=== Your goal ===
Throughout the listing that follows, find each line with the word "have" and copy it.

=== Data for review ===
//! File-backed room registry.
//!
//! One JSON record per room under `<data_dir>/rooms/`. The stored record
//! (`RoomRecord`) is converted to and from the `Room` entity at this
//! boundary so the on-disk format can evolve separately from the domain.

use std::path::Path;

use async_trait::async_trait;
use serde::{Deserialize, Serialize};

use super::store::JsonFileStore;
use crate::domain::{
    RepositoryError, Room, RoomId, RoomName, RoomRepository, Timestamp, Visibility,
};

/// On-disk form of a room.
#[derive(Debug, Clone, Serialize, Deserialize)]
#[serde(rename_all = "camelCase")]
pub struct RoomRecord {
    pub id: String,
    pub name: String,
    pub visibility: Visibility,
    #[serde(default, skip_serializing_if = "Option::is_none")]
    pub password_hash: Option<String>,
    pub created_at: i64,
    pub last_activity_at: i64,
}

impl From<&Room> for RoomRecord {
    fn from(room: &Room) -> Self {
        Self {
            id: room.id.as_str().to_string(),
            name: room.name.as_str().to_string(),
            visibility: room.visibility,
            password_hash: room.password_hash().map(str::to_string),
            created_at: room.created_at.value(),
            last_activity_at: room.last_activity_at.value(),
        }
    }
}

impl TryFrom<RoomRecord> for Room {
    type Error = RepositoryError;

    fn try_from(record: RoomRecord) -> Result<Self, Self::Error> {
        let id = RoomId::new(record.id).map_err(|e| RepositoryError::Corrupted(e.to_string()))?;
        let name =
            RoomName::new(record.name).map_err(|e| RepositoryError::Corrupted(e.to_string()))?;
        Ok(Room::restore(
            id,
            name,
            record.visibility,
            record.password_hash,
            Timestamp::new(record.created_at),
            Timestamp::new(record.last_activity_at),
        ))
    }
}

pub struct FileRoomRepository {
    store: JsonFileStore,
}

impl FileRoomRepository {
    pub async fn open(data_dir: &Path) -> Result<Self, RepositoryError> {
        Ok(Self {
            store: JsonFileStore::open(data_dir.join("rooms")).await?,
        })
    }
}

#[async_trait]
impl RoomRepository for FileRoomRepository {
    async fn create(&self, room: &Room) -> Result<(), RepositoryError> {
        self.store
            .write(room.id.as_str(), &RoomRecord::from(room))
            .await
    }

    async fn find(&self, id: &RoomId) -> Result<Option<Room>, RepositoryError> {
        self.store
            .read::<RoomRecord>(id.as_str())
            .await?
            .map(Room::try_from)
            .transpose()
    }

    async fn touch(&self, id: &RoomId, at: Timestamp) -> Result<(), RepositoryError> {
        let found = self
            .store
            .update::<RoomRecord, _>(id.as_str(), |record| {
                record.last_activity_at = record.last_activity_at.max(at.value());
            })
            .await?;
        if !found {
            return Err(RepositoryError::RoomNotFound(id.as_str().to_string()));
        }
        Ok(())
    }

    async fn list(&self) -> Result<Vec<Room>, RepositoryError> {
        let mut rooms = Vec::new();
        for key in self.store.keys().await? {
            match self.store.read::<RoomRecord>(&key).await {
                Ok(Some(record)) => match Room::try_from(record) {
                    Ok(room) => rooms.push(room),
                    Err(e) => tracing::warn!("Skipping room record '{}': {}", key, e),
                },
                Ok(None) => {}
                Err(e) => tracing::warn!("Skipping unreadable room record '{}': {}", key, e),
            }
        }
        Ok(rooms)
    }

    async fn delete(&self, id: &RoomId) -> Result<(), RepositoryError> {
        self.store.remove(id.as_str()).await
    }
}
//! Input line parsing.
//!
//! Lines starting with `/` are commands; anything else is a chat message.

use rakugaki_shared::stroke::{Point, Shape};
use thiserror::Error;

pub const HELP: &str = "\
Commands:
  /line x1 y1 x2 y2     draw a line
  /rect x1 y1 x2 y2     draw a rectangle
  /circle x y r         draw a circle
  /arrow x1 y1 x2 y2    draw an arrow
  /text x y words...    place text
  /color #rrggbb        set the stroke color
  /width n              set the stroke width
  /undo, /redo          undo or redo your own last stroke
  /clear                clear the canvas for everyone
  /users                list participants
  /help                 show this help
  /quit                 leave the room
Any other line is sent as a chat message.";

#[derive(Debug, Clone, PartialEq)]
pub enum Command {
    Draw(Shape),
    SetColor(String),
    SetWidth(f64),
    Undo,
    Redo,
    Clear,
    Users,
    Help,
    Quit,
    Chat(String),
}

#[derive(Debug, Error, PartialEq)]
pub enum ParseError {
    #[error("Unknown command '/{0}' (try /help)")]
    UnknownCommand(String),

    #[error("Usage: {0}")]
    Usage(&'static str),

    #[error("'{0}' is not a number")]
    InvalidNumber(String),
}

/// Parse one trimmed, non-empty input line.
pub fn parse(line: &str) -> Result<Command, ParseError> {
    let Some(rest) = line.strip_prefix('/') else {
        return Ok(Command::Chat(line.to_string()));
    };
    let mut words = rest.split_whitespace();
    let name = words.next().unwrap_or_default();
    let args: Vec<&str> = words.collect();

    match name {
        "line" => {
            let [x1, y1, x2, y2] = numbers(&args, "/line x1 y1 x2 y2")?;
            Ok(Command::Draw(Shape::Line {
                start: Point::new(x1, y1),
                end: Point::new(x2, y2),
            }))
        }
        "rect" => {
            let [x1, y1, x2, y2] = numbers(&args, "/rect x1 y1 x2 y2")?;
            Ok(Command::Draw(Shape::Rectangle {
                start: Point::new(x1, y1),
                end: Point::new(x2, y2),
                filled: false,
            }))
        }
        "circle" => {
            let [x, y, radius] = numbers(&args, "/circle x y r")?;
            Ok(Command::Draw(Shape::Circle {
                center: Point::new(x, y),
                radius,
                filled: false,
            }))
        }
        "arrow" => {
            let [x1, y1, x2, y2] = numbers(&args, "/arrow x1 y1 x2 y2")?;
            Ok(Command::Draw(Shape::Arrow {
                start: Point::new(x1, y1),
                end: Point::new(x2, y2),
            }))
        }
        "text" => {
            const USAGE: &str = "/text x y words...";
            if args.len() < 3 {
                return Err(ParseError::Usage(USAGE));
            }
            let [x, y] = numbers(&args[..2], USAGE)?;
            Ok(Command::Draw(Shape::Text {
                position: Point::new(x, y),
                text: args[2..].join(" "),
                font_size: 16.0,
            }))
        }
        "color" => match args.as_slice() {
            [color] if is_hex_color(color) => Ok(Command::SetColor(color.to_string())),
            _ => Err(ParseError::Usage("/color #rrggbb")),
        },
        "width" => {
            let [width] = numbers(&args, "/width n")?;
            Ok(Command::SetWidth(width))
        }
        "undo" => Ok(Command::Undo),
        "redo" => Ok(Command::Redo),
        "clear" => Ok(Command::Clear),
        "users" => Ok(Command::Users),
        "help" => Ok(Command::Help),
        "quit" | "exit" => Ok(Command::Quit),
        other => Err(ParseError::UnknownCommand(other.to_string())),
    }
}

fn numbers<const N: usize>(args: &[&str], usage: &'static str) -> Result<[f64; N], ParseError> {
    if args.len() != N {
        return Err(ParseError::Usage(usage));
    }
    let mut values = [0.0; N];
    for (value, arg) in values.iter_mut().zip(args) {
        *value = arg
            .parse::<f64>()
            .ok()
            .filter(|v| v.is_finite())
            .ok_or_else(|| ParseError::InvalidNumber(arg.to_string()))?;
    }
    Ok(values)
}

fn is_hex_color(value: &str) -> bool {
    value.len() == 7
        && value.starts_with('#')
        && value[1..].chars().all(|c| c.is_ascii_hexdigit())
}
//! Arena of active room sessions.
//!
//! Each occupied room has exactly one `Session`, guarded by its own lock so
//! that rooms never serialize on each other. The arena map itself is only held
//! for lookups and insertions, never across an `.await` on a session lock.
//!
//! Lock order is always *session, then arena* (see [`SessionRegistry::discard`]).
//! Admission re-checks [`Session::is_closed`] after taking the session lock,
//! because a session may have been flushed and discarded between the lookup
//! and the lock.

use std::{
    collections::HashMap,
    sync::{
        Arc,
        atomic::{AtomicU64, Ordering},
    },
};

use tokio::sync::Mutex;

use crate::domain::{RepositoryError, RoomId, Session, StrokeHistory, StrokeRepository};

pub type SharedSession = Arc<Mutex<Session>>;

pub struct SessionRegistry {
    sessions: Mutex<HashMap<RoomId, SharedSession>>,
    stroke_repository: Arc<dyn StrokeRepository>,
    /// Global write counter; orders fire-and-forget stroke saves
    revision: AtomicU64,
    capacity: usize,
    chat_limit: usize,
}

impl SessionRegistry {
    pub fn new(
        stroke_repository: Arc<dyn StrokeRepository>,
        capacity: usize,
        chat_limit: usize,
    ) -> Self {
        Self {
            sessions: Mutex::new(HashMap::new()),
            stroke_repository,
            revision: AtomicU64::new(0),
            capacity,
            chat_limit,
        }
    }

    /// Session of `room_id`, created empty (not yet loaded) if the room is idle.
    pub async fn open(&self, room_id: &RoomId) -> SharedSession {
        let mut sessions = self.sessions.lock().await;
        sessions
            .entry(room_id.clone())
            .or_insert_with(|| {
                tracing::debug!("Creating session for room '{}'", room_id);
                Arc::new(Mutex::new(Session::new(
                    room_id.clone(),
                    self.capacity,
                    self.chat_limit,
                )))
            })
            .clone()
    }

    pub async fn get(&self, room_id: &RoomId) -> Option<SharedSession> {
        let sessions = self.sessions.lock().await;
        sessions.get(room_id).cloned()
    }

    /// Drop `session` from the arena if it is still the one registered for
    /// `room_id`. Callers hold the session lock and have already closed it.
    pub async fn discard(&self, room_id: &RoomId, session: &SharedSession) {
        let mut sessions = self.sessions.lock().await;
        if sessions
            .get(room_id)
            .is_some_and(|current| Arc::ptr_eq(current, session))
        {
            sessions.remove(room_id);
            tracing::debug!("Discarded session for room '{}'", room_id);
        }
    }

    /// Snapshot of every active session.
    pub async fn active(&self) -> Vec<(RoomId, SharedSession)> {
        let sessions = self.sessions.lock().await;
        sessions
            .iter()
            .map(|(id, session)| (id.clone(), session.clone()))
            .collect()
    }

    pub async fn active_count(&self) -> usize {
        self.sessions.lock().await.len()
    }

    /// Number of connected users of `room_id`, zero when the room is idle.
    pub async fn participant_count(&self, room_id: &RoomId) -> usize {
        match self.get(room_id).await {
            Some(session) => session.lock().await.participant_count(),
            None => 0,
        }
    }

    pub fn next_revision(&self) -> u64 {
        self.revision.fetch_add(1, Ordering::SeqCst) + 1
    }

    /// Load persisted strokes into `session` on its first admission.
    pub async fn ensure_loaded(&self, session: &mut Session) -> Result<(), RepositoryError> {
        if session.is_loaded() {
            return Ok(());
        }
        let strokes = self.stroke_repository.load(&session.room_id).await?;
        tracing::info!(
            "Loaded {} stroke(s) for room '{}'",
            strokes.len(),
            session.room_id
        );
        session.load(StrokeHistory::from_strokes(strokes));
        Ok(())
    }

    /// Write the current stroke list of `session` without waiting for it.
    ///
    /// The revision is taken while the caller holds the session lock, so the
    /// store can drop a write that finishes after a newer one.
    pub fn persist_in_background(&self, session: &Session) {
        let revision = self.next_revision();
        let room_id = session.room_id.clone();
        let strokes = session.history.strokes().to_vec();
        let repository = self.stroke_repository.clone();
        tokio::spawn(async move {
            if let Err(e) = repository.save(&room_id, revision, &strokes).await {
                tracing::warn!("Failed to persist strokes of room '{}': {}", room_id, e);
            }
        });
    }

    /// Write the current stroke list of `session` and wait for it.
    pub async fn flush(&self, session: &Session) -> Result<(), RepositoryError> {
        if !session.is_loaded() {
            // Nothing was read, so nothing can have changed.
            return Ok(());
        }
        let revision = self.next_revision();
        self.stroke_repository
            .save(&session.room_id, revision, session.history.strokes())
            .await?;
        tracing::info!(
            "Flushed {} stroke(s) for room '{}'",
            session.history.len(),
            session.room_id
        );
        Ok(())
    }
}
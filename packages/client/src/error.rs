//! Error types for the Rakugaki client.

use rakugaki_shared::protocol::close_code;
use thiserror::Error;

/// Client-specific errors
#[derive(Debug, Error)]
pub enum ClientError {
    /// The server refused the admission and closed the socket
    #[error("Rejected by server ({code}): {reason}")]
    Rejected { code: u16, reason: String },

    /// Could not open the WebSocket connection
    #[error("Connection error: {0}")]
    ConnectionError(String),

    /// The connection dropped after the room was joined
    #[error("Disconnected: {0}")]
    Disconnected(String),

    /// The HTTP API answered with an error status
    #[error("API error ({status}): {message}")]
    Api { status: u16, message: String },

    #[error("HTTP request failed: {0}")]
    Http(#[from] reqwest::Error),

    #[error("Failed to encode message: {0}")]
    Encode(#[from] serde_json::Error),
}

impl ClientError {
    /// Whether retrying the same join can never succeed.
    pub fn is_permanent(&self) -> bool {
        match self {
            ClientError::Rejected { code, .. } => matches!(
                *code,
                close_code::POLICY_VIOLATION
                    | close_code::ROOM_FULL
                    | close_code::ROOM_NOT_FOUND
                    | close_code::USERNAME_TAKEN
            ),
            ClientError::Api { status, .. } => matches!(*status, 400 | 401 | 404),
            ClientError::ConnectionError(_)
            | ClientError::Disconnected(_)
            | ClientError::Http(_)
            | ClientError::Encode(_) => false,
        }
    }
}

#[cfg(test)]
mod tests {
    use super::*;

    #[test]
    fn test_admission_rejections_are_permanent() {
        // テスト項目: 入室拒否のクローズコードは再接続しても成功しない扱いになる
        // given (前提条件):
        let codes = [
            close_code::POLICY_VIOLATION,
            close_code::ROOM_FULL,
            close_code::ROOM_NOT_FOUND,
            close_code::USERNAME_TAKEN,
        ];

        // when (操作):
        // then (期待する結果):
        for code in codes {
            let error = ClientError::Rejected {
                code,
                reason: String::new(),
            };
            assert!(error.is_permanent(), "code {} should be permanent", code);
        }
    }

    #[test]
    fn test_transient_failures_are_retried() {
        // テスト項目: アイドル切断や通信断は再接続の対象になる
        // given (前提条件):
        let idle = ClientError::Rejected {
            code: close_code::IDLE_TIMEOUT,
            reason: "Idle timeout".to_string(),
        };
        let going_away = ClientError::Rejected {
            code: close_code::GOING_AWAY,
            reason: "Server shutting down".to_string(),
        };
        let dropped = ClientError::Disconnected("Connection lost".to_string());
        let server_error = ClientError::Api {
            status: 500,
            message: "Internal server error".to_string(),
        };

        // when (操作):
        // then (期待する結果):
        assert!(!idle.is_permanent());
        assert!(!going_away.is_permanent());
        assert!(!dropped.is_permanent());
        assert!(!server_error.is_permanent());
    }
}
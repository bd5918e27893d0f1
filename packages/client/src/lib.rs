//! Rakugaki command line participant.
//!
//! Joins a room over the HTTP API, then draws, undoes, redoes and chats over
//! the WebSocket session. Reconnects with increasing delay when the
//! connection drops.

pub mod api;
pub mod command;
pub mod error;
pub mod formatter;
pub mod history;
pub mod runner;
mod session;
mod ui;

pub use runner::{ClientOptions, run_client};
//! Server state shared by every handler.

use std::{sync::Arc, time::Duration};

use crate::usecase::{
    ClearCanvasUseCase, ConnectParticipantUseCase, CreateRoomUseCase, DisconnectParticipantUseCase,
    DrawUseCase, GetRoomUseCase, GetSessionStateUseCase, JoinRoomUseCase, ListRoomsUseCase,
    SendChatUseCase, SweepUseCase, VerifyPasswordUseCase,
};

/// Shared application state
pub struct AppState {
    /// CreateRoomUseCase（ルーム作成のユースケース）
    pub create_room_usecase: Arc<CreateRoomUseCase>,
    /// GetRoomUseCase（ルーム情報取得のユースケース）
    pub get_room_usecase: Arc<GetRoomUseCase>,
    /// ListRoomsUseCase（公開ルーム一覧のユースケース）
    pub list_rooms_usecase: Arc<ListRoomsUseCase>,
    /// VerifyPasswordUseCase（パスワード確認のユースケース）
    pub verify_password_usecase: Arc<VerifyPasswordUseCase>,
    /// JoinRoomUseCase（入室トークン発行のユースケース）
    pub join_room_usecase: Arc<JoinRoomUseCase>,
    /// ConnectParticipantUseCase（WebSocket 入室のユースケース）
    pub connect_participant_usecase: Arc<ConnectParticipantUseCase>,
    /// DisconnectParticipantUseCase（退室のユースケース）
    pub disconnect_participant_usecase: Arc<DisconnectParticipantUseCase>,
    /// DrawUseCase（描画・undo・redo のユースケース）
    pub draw_usecase: Arc<DrawUseCase>,
    /// ClearCanvasUseCase（全消去のユースケース）
    pub clear_canvas_usecase: Arc<ClearCanvasUseCase>,
    /// SendChatUseCase（チャット送信のユースケース）
    pub send_chat_usecase: Arc<SendChatUseCase>,
    /// GetSessionStateUseCase（デバッグ用のセッション状態取得）
    pub get_session_state_usecase: Arc<GetSessionStateUseCase>,
    /// SweepUseCase（アイドル切断・保持期限切れ削除・シャットダウン時の書き出し）
    pub sweep_usecase: Arc<SweepUseCase>,
    /// Per-connection limits applied by the WebSocket handler
    pub connection_limits: ConnectionLimits,
}

/// Limits enforced on every WebSocket connection.
#[derive(Debug, Clone, Copy)]
pub struct ConnectionLimits {
    pub handshake_timeout: Duration,
    pub rate_limit_window: Duration,
    pub rate_limit_max_messages: usize,
}
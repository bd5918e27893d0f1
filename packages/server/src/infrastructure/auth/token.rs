//! Signed join tokens.
//!
//! A join token is an HS256 JWT minted by the HTTP join flow once the room
//! and (for private rooms) the password have been checked. The WebSocket
//! handshake validates it and compares every claim against the connection's
//! own room id and username.

use std::{sync::Arc, time::Duration};

use jsonwebtoken::{Algorithm, DecodingKey, EncodingKey, Header, Validation, decode, encode};
use rakugaki_shared::time::Clock;
use serde::{Deserialize, Serialize};
use thiserror::Error;

use crate::domain::{RoomId, Username, Visibility};

#[derive(Debug, Error)]
pub enum TokenError {
    #[error("Failed to sign token: {0}")]
    Signing(jsonwebtoken::errors::Error),

    #[error("Token is invalid: {0}")]
    Invalid(jsonwebtoken::errors::Error),

    #[error("Token has expired")]
    Expired,
}

/// Claims bound into a join token.
#[derive(Debug, Clone, PartialEq, Eq, Serialize, Deserialize)]
#[serde(rename_all = "camelCase")]
pub struct JoinClaims {
    pub room_id: String,
    pub username: String,
    pub is_public: bool,
    /// Issued-at, seconds since the epoch
    pub iat: i64,
    /// Expiry, seconds since the epoch
    pub exp: i64,
}

pub struct JoinTokenIssuer {
    encoding_key: EncodingKey,
    decoding_key: DecodingKey,
    ttl: Duration,
    clock: Arc<dyn Clock>,
}

impl JoinTokenIssuer {
    pub fn new(secret: &str, ttl: Duration, clock: Arc<dyn Clock>) -> Self {
        Self {
            encoding_key: EncodingKey::from_secret(secret.as_bytes()),
            decoding_key: DecodingKey::from_secret(secret.as_bytes()),
            ttl,
            clock,
        }
    }

    pub fn issue(
        &self,
        room_id: &RoomId,
        username: &Username,
        visibility: Visibility,
    ) -> Result<String, TokenError> {
        let iat = self.clock.now_millis() / 1000;
        let claims = JoinClaims {
            room_id: room_id.as_str().to_string(),
            username: username.as_str().to_string(),
            is_public: visibility.is_public(),
            iat,
            exp: iat + self.ttl.as_secs() as i64,
        };
        encode(&Header::new(Algorithm::HS256), &claims, &self.encoding_key)
            .map_err(TokenError::Signing)
    }

    /// Verify the signature and expiry of `token` and return its claims.
    pub fn validate(&self, token: &str) -> Result<JoinClaims, TokenError> {
        // Expiry is checked against the injected clock below.
        let mut validation = Validation::new(Algorithm::HS256);
        validation.validate_exp = false;

        let claims = decode::<JoinClaims>(token, &self.decoding_key, &validation)
            .map_err(TokenError::Invalid)?
            .claims;

        let now = self.clock.now_millis() / 1000;
        if now >= claims.exp {
            return Err(TokenError::Expired);
        }
        Ok(claims)
    }
}
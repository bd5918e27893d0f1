//! Time-related utilities with clock abstraction for testability.

use std::sync::atomic::{AtomicI64, Ordering};

use chrono::{TimeZone, Utc};

/// Clock trait for dependency injection and testing
pub trait Clock: Send + Sync {
    /// Get current Unix timestamp in UTC (milliseconds)
    fn now_millis(&self) -> i64;
}

/// System clock implementation (uses actual system time)
#[derive(Debug, Clone, Copy, Default)]
pub struct SystemClock;

impl Clock for SystemClock {
    fn now_millis(&self) -> i64 {
        get_timestamp()
    }
}

/// Manually driven clock for tests.
///
/// Starts at a fixed instant and only moves when [`FixedClock::advance`] is called.
#[derive(Debug, Default)]
pub struct FixedClock {
    fixed_time: AtomicI64,
}

impl FixedClock {
    /// Create a new fixed clock with the given timestamp
    pub fn new(fixed_time_millis: i64) -> Self {
        Self {
            fixed_time: AtomicI64::new(fixed_time_millis),
        }
    }

    /// Move the clock forward by `millis`
    pub fn advance(&self, millis: i64) {
        self.fixed_time.fetch_add(millis, Ordering::SeqCst);
    }
}

impl Clock for FixedClock {
    fn now_millis(&self) -> i64 {
        self.fixed_time.load(Ordering::SeqCst)
    }
}

/// Get current Unix timestamp in UTC (milliseconds)
pub fn get_timestamp() -> i64 {
    Utc::now().timestamp_millis()
}

/// Convert Unix timestamp (milliseconds) to RFC 3339 format in UTC
pub fn timestamp_to_rfc3339(timestamp_millis: i64) -> String {
    match Utc.timestamp_millis_opt(timestamp_millis).single() {
        Some(dt) => dt.to_rfc3339(),
        None => timestamp_millis.to_string(),
    }
}

#[cfg(test)]
mod tests {
    use super::*;

    #[test]
    fn test_system_clock_returns_increasing_timestamps() {
        // テスト項目: SystemClock が呼び出すたびに増加するタイムスタンプを返す
        // given (前提条件):
        let clock = SystemClock;

        // when (操作):
        let timestamp1 = clock.now_millis();
        std::thread::sleep(std::time::Duration::from_millis(10));
        let timestamp2 = clock.now_millis();

        // then (期待する結果):
        assert!(timestamp1 > 0);
        assert!(timestamp2 >= timestamp1);
    }

    #[test]
    fn test_fixed_clock_only_moves_when_advanced() {
        // テスト項目: FixedClock は advance を呼んだ分だけ進む
        // given (前提条件):
        let clock = FixedClock::new(1_000);

        // when (操作):
        let before = clock.now_millis();
        clock.advance(2_500);
        let after = clock.now_millis();

        // then (期待する結果):
        assert_eq!(before, 1_000);
        assert_eq!(clock.now_millis(), 3_500);
        assert_eq!(after, 3_500);
    }

    #[test]
    fn test_timestamp_to_rfc3339_format() {
        // テスト項目: タイムスタンプが UTC の RFC 3339 形式に変換される
        // given (前提条件):
        // 2023-01-01 00:00:00 UTC in milliseconds
        let timestamp = 1672531200000;

        // when (操作):
        let result = timestamp_to_rfc3339(timestamp);

        // then (期待する結果):
        assert!(result.starts_with("2023-01-01T00:00:00"));
        assert!(result.ends_with("+00:00"));
    }
}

=== Response area ===
//! because a session may have been flushed and discarded between the lookup
    /// `room_id`. Callers hold the session lock and have already closed it.
            // Nothing was read, so nothing can have changed.
//! and (for private rooms) the password have been checked. The WebSocket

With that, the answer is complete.